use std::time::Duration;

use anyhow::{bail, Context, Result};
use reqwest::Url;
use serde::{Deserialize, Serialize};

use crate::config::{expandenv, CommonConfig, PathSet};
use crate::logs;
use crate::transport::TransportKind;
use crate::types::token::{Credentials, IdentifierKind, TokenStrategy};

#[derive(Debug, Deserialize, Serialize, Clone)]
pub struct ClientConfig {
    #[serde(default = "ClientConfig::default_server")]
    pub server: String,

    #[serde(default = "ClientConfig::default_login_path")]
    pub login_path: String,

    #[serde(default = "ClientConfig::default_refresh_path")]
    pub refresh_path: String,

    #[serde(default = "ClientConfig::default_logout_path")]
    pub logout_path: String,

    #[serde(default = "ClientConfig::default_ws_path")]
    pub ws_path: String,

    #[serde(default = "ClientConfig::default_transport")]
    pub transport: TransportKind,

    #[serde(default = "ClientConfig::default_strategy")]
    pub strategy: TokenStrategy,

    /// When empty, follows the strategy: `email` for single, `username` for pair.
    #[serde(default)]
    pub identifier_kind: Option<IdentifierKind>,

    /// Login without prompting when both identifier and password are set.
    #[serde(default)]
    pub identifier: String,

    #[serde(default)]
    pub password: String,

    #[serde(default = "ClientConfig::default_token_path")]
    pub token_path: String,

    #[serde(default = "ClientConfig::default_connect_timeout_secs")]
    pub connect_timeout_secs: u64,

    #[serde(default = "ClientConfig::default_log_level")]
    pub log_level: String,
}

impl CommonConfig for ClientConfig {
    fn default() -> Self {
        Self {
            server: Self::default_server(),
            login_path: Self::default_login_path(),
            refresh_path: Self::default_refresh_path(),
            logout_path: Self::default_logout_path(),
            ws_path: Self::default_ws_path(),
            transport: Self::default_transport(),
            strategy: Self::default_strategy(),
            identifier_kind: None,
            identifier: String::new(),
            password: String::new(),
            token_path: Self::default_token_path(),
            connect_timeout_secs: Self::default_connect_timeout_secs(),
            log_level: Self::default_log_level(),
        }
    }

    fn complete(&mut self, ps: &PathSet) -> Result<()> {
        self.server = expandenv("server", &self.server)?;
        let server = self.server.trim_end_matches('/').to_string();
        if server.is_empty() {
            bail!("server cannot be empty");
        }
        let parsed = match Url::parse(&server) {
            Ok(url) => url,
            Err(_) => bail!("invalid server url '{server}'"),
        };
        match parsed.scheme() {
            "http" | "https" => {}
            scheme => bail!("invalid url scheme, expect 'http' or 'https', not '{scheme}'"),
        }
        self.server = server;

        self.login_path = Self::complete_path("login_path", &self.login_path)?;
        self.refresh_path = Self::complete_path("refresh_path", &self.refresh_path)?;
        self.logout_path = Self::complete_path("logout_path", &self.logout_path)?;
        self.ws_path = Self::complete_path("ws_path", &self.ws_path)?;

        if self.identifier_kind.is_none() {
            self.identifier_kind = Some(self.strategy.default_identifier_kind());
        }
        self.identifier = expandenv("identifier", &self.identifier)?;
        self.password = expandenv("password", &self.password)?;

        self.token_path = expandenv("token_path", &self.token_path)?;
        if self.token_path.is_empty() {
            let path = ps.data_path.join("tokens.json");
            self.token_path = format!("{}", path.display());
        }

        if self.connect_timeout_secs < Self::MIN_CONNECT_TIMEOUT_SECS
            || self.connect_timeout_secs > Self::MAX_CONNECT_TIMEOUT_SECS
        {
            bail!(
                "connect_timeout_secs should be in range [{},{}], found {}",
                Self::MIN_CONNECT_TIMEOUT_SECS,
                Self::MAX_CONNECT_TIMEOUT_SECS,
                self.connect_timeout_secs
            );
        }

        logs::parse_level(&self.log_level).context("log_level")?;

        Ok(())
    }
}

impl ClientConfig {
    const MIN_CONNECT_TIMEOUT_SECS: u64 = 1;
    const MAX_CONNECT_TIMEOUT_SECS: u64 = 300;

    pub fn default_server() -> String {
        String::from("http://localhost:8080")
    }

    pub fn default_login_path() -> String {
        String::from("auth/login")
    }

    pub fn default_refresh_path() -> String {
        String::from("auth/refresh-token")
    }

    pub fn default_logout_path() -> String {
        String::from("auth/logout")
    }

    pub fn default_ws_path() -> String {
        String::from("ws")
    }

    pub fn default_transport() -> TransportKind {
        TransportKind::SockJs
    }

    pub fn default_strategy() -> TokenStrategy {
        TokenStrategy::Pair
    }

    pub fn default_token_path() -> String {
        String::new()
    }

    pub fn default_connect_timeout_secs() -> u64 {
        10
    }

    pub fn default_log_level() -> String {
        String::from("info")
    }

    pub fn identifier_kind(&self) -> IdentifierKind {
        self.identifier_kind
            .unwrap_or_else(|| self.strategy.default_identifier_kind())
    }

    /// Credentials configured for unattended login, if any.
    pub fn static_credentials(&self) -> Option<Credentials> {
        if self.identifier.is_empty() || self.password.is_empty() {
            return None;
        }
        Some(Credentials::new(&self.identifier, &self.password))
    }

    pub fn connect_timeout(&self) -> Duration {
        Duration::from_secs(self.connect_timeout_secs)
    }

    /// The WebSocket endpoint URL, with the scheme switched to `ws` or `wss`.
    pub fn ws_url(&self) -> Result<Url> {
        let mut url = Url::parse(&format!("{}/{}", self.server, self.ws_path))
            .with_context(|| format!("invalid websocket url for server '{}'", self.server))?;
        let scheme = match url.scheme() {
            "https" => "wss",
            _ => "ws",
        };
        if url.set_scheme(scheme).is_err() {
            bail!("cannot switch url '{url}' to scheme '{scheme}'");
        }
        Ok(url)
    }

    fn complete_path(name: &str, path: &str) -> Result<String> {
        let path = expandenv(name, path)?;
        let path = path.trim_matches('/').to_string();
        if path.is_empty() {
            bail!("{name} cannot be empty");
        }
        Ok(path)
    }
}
====
What to work on :: Repeat, exactly and in full, the records shown above.

Solution to the exercise ::
use std::time::Duration;

use anyhow::{bail, Context, Result};
use reqwest::Url;
use serde::{Deserialize, Serialize};

use crate::config::{expandenv, CommonConfig, PathSet};
use crate::logs;
use crate::transport::TransportKind;
use crate::types::token::{Credentials, IdentifierKind, TokenStrategy};

#[derive(Debug, Deserialize, Serialize, Clone)]
pub struct ClientConfig {
    #[serde(default = "ClientConfig::default_server")]
    pub server: String,

    #[serde(default = "ClientConfig::default_login_path")]
    pub login_path: String,

    #[serde(default = "ClientConfig::default_refresh_path")]
    pub refresh_path: String,

    #[serde(default = "ClientConfig::default_logout_path")]
    pub logout_path: String,

    #[serde(default = "ClientConfig::default_ws_path")]
    pub ws_path: String,

    #[serde(default = "ClientConfig::default_transport")]
    pub transport: TransportKind,

    #[serde(default = "ClientConfig::default_strategy")]
    pub strategy: TokenStrategy,

    /// When empty, follows the strategy: `email` for single, `username` for pair.
    #[serde(default)]
    pub identifier_kind: Option<IdentifierKind>,

    /// Login without prompting when both identifier and password are set.
    #[serde(default)]
    pub identifier: String,

    #[serde(default)]
    pub password: String,

    #[serde(default = "ClientConfig::default_token_path")]
    pub token_path: String,

    #[serde(default = "ClientConfig::default_connect_timeout_secs")]
    pub connect_timeout_secs: u64,

    #[serde(default = "ClientConfig::default_log_level")]
    pub log_level: String,
}

impl CommonConfig for ClientConfig {
    fn default() -> Self {
        Self {
            server: Self::default_server(),
            login_path: Self::default_login_path(),
            refresh_path: Self::default_refresh_path(),
            logout_path: Self::default_logout_path(),
            ws_path: Self::default_ws_path(),
            transport: Self::default_transport(),
            strategy: Self::default_strategy(),
            identifier_kind: None,
            identifier: String::new(),
            password: String::new(),
            token_path: Self::default_token_path(),
            connect_timeout_secs: Self::default_connect_timeout_secs(),
            log_level: Self::default_log_level(),
        }
    }

    fn complete(&mut self, ps: &PathSet) -> Result<()> {
        self.server = expandenv("server", &self.server)?;
        let server = self.server.trim_end_matches('/').to_string();
        if server.is_empty() {
            bail!("server cannot be empty");
        }
        let parsed = match Url::parse(&server) {
            Ok(url) => url,
            Err(_) => bail!("invalid server url '{server}'"),
        };
        match parsed.scheme() {
            "http" | "https" => {}
            scheme => bail!("invalid url scheme, expect 'http' or 'https', not '{scheme}'"),
        }
        self.server = server;

        self.login_path = Self::complete_path("login_path", &self.login_path)?;
        self.refresh_path = Self::complete_path("refresh_path", &self.refresh_path)?;
        self.logout_path = Self::complete_path("logout_path", &self.logout_path)?;
        self.ws_path = Self::complete_path("ws_path", &self.ws_path)?;

        if self.identifier_kind.is_none() {
            self.identifier_kind = Some(self.strategy.default_identifier_kind());
        }
        self.identifier = expandenv("identifier", &self.identifier)?;
        self.password = expandenv("password", &self.password)?;

        self.token_path = expandenv("token_path", &self.token_path)?;
        if self.token_path.is_empty() {
            let path = ps.data_path.join("tokens.json");
            self.token_path = format!("{}", path.display());
        }

        if self.connect_timeout_secs < Self::MIN_CONNECT_TIMEOUT_SECS
            || self.connect_timeout_secs > Self::MAX_CONNECT_TIMEOUT_SECS
        {
            bail!(
                "connect_timeout_secs should be in range [{},{}], found {}",
                Self::MIN_CONNECT_TIMEOUT_SECS,
                Self::MAX_CONNECT_TIMEOUT_SECS,
                self.connect_timeout_secs
            );
        }

        logs::parse_level(&self.log_level).context("log_level")?;

        Ok(())
    }
}

impl ClientConfig {
    const MIN_CONNECT_TIMEOUT_SECS: u64 = 1;
    const MAX_CONNECT_TIMEOUT_SECS: u64 = 300;

    pub fn default_server() -> String {
        String::from("http://localhost:8080")
    }

    pub fn default_login_path() -> String {
        String::from("auth/login")
    }

    pub fn default_refresh_path() -> String {
        String::from("auth/refresh-token")
    }

    pub fn default_logout_path() -> String {
        String::from("auth/logout")
    }

    pub fn default_ws_path() -> String {
        String::from("ws")
    }

    pub fn default_transport() -> TransportKind {
        TransportKind::SockJs
    }

    pub fn default_strategy() -> TokenStrategy {
        TokenStrategy::Pair
    }

    pub fn default_token_path() -> String {
        String::new()
    }

    pub fn default_connect_timeout_secs() -> u64 {
        10
    }

    pub fn default_log_level() -> String {
        String::from("info")
    }

    pub fn identifier_kind(&self) -> IdentifierKind {
        self.identifier_kind
            .unwrap_or_else(|| self.strategy.default_identifier_kind())
    }

    /// Credentials configured for unattended login, if any.
    pub fn static_credentials(&self) -> Option<Credentials> {
        if self.identifier.is_empty() || self.password.is_empty() {
            return None;
        }
        Some(Credentials::new(&self.identifier, &self.password))
    }

    pub fn connect_timeout(&self) -> Duration {
        Duration::from_secs(self.connect_timeout_secs)
    }

    /// The WebSocket endpoint URL, with the scheme switched to `ws` or `wss`.
    pub fn ws_url(&self) -> Result<Url> {
        let mut url = Url::parse(&format!("{}/{}", self.server, self.ws_path))
            .with_context(|| format!("invalid websocket url for server '{}'", self.server))?;
        let scheme = match url.scheme() {
            "https" => "wss",
            _ => "ws",
        };
        if url.set_scheme(scheme).is_err() {
            bail!("cannot switch url '{url}' to scheme '{scheme}'");
        }
        Ok(url)
    }

    fn complete_path(name: &str, path: &str) -> Result<String> {
        let path = expandenv(name, path)?;
        let path = path.trim_matches('/').to_string();
        if path.is_empty() {
            bail!("{name} cannot be empty");
        }
        Ok(path)
    }
}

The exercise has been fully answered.